The number of lines below that contain the word "registry" is all that the answer should hold.

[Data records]
☆ ☆ ☆ ☆ ☆ ☆ ☆
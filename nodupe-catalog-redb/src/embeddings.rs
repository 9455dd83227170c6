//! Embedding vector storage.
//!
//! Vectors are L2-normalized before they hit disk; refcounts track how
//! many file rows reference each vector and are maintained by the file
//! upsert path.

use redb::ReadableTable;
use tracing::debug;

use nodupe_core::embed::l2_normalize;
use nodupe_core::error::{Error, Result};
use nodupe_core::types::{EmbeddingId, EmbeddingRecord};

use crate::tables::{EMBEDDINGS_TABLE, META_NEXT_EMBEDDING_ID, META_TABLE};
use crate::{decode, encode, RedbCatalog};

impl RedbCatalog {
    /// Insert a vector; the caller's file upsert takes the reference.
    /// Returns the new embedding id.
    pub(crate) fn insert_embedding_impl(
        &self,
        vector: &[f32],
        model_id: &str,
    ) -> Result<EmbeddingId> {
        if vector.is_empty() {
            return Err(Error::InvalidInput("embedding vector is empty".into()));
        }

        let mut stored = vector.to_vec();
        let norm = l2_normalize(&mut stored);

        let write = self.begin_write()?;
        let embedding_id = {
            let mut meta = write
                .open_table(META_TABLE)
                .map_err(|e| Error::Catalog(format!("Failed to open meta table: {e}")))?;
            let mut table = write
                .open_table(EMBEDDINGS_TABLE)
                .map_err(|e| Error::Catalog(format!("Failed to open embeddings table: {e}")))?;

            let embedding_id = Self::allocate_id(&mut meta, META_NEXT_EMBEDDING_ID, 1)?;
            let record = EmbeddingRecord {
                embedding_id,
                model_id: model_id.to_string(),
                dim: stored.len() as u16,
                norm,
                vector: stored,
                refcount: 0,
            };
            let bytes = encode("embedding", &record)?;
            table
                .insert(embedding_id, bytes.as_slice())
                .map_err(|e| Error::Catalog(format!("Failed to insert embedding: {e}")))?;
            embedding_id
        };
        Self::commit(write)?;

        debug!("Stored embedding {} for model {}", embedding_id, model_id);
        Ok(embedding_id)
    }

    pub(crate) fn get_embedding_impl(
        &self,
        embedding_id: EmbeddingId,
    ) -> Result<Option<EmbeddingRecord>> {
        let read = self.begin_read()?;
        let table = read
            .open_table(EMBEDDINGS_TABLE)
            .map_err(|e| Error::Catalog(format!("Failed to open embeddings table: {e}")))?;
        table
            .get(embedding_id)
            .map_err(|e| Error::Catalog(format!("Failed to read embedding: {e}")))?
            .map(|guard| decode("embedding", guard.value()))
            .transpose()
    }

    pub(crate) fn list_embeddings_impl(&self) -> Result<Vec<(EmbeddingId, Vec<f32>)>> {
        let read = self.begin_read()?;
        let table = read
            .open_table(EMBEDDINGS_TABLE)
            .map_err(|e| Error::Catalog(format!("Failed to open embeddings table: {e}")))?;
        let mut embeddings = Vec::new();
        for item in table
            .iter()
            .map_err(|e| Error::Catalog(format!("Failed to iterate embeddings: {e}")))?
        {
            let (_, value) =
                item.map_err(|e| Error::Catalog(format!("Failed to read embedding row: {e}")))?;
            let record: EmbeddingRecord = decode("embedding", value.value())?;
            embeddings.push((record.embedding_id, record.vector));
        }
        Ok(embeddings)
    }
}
☆ ☆ ☆ ☆ ☆ ☆ ☆
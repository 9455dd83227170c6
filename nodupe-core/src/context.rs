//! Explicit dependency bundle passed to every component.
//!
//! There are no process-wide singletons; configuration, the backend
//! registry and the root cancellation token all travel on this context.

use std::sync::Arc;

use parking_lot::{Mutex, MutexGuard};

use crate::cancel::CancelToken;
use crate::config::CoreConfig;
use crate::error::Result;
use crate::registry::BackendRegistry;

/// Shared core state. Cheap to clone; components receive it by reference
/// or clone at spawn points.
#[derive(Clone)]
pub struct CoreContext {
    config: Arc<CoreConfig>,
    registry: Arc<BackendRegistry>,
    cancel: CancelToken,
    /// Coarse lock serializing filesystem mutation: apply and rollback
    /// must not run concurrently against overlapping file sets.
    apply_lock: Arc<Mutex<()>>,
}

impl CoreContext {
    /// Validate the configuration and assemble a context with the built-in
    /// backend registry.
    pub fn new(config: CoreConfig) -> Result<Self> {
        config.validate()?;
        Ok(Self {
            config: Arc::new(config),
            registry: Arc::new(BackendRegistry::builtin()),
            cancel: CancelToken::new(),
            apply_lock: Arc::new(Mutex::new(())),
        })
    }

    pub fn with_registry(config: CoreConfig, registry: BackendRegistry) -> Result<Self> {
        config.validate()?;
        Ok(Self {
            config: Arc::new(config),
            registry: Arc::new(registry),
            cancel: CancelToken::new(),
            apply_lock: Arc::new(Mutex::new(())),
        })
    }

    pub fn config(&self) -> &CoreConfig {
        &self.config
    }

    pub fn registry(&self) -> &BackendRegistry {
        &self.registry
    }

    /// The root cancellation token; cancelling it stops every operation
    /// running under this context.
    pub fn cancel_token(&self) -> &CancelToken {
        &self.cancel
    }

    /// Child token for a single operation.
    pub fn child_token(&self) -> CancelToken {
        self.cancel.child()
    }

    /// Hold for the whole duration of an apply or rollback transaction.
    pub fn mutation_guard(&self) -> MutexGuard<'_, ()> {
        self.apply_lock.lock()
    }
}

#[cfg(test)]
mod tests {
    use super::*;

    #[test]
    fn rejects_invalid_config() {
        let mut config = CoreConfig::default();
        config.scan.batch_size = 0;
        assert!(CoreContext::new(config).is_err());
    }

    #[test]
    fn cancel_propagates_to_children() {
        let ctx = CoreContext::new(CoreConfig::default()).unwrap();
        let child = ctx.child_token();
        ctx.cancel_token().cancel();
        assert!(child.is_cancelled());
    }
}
☆ ☆ ☆ ☆ ☆ ☆ ☆
## Your response:
9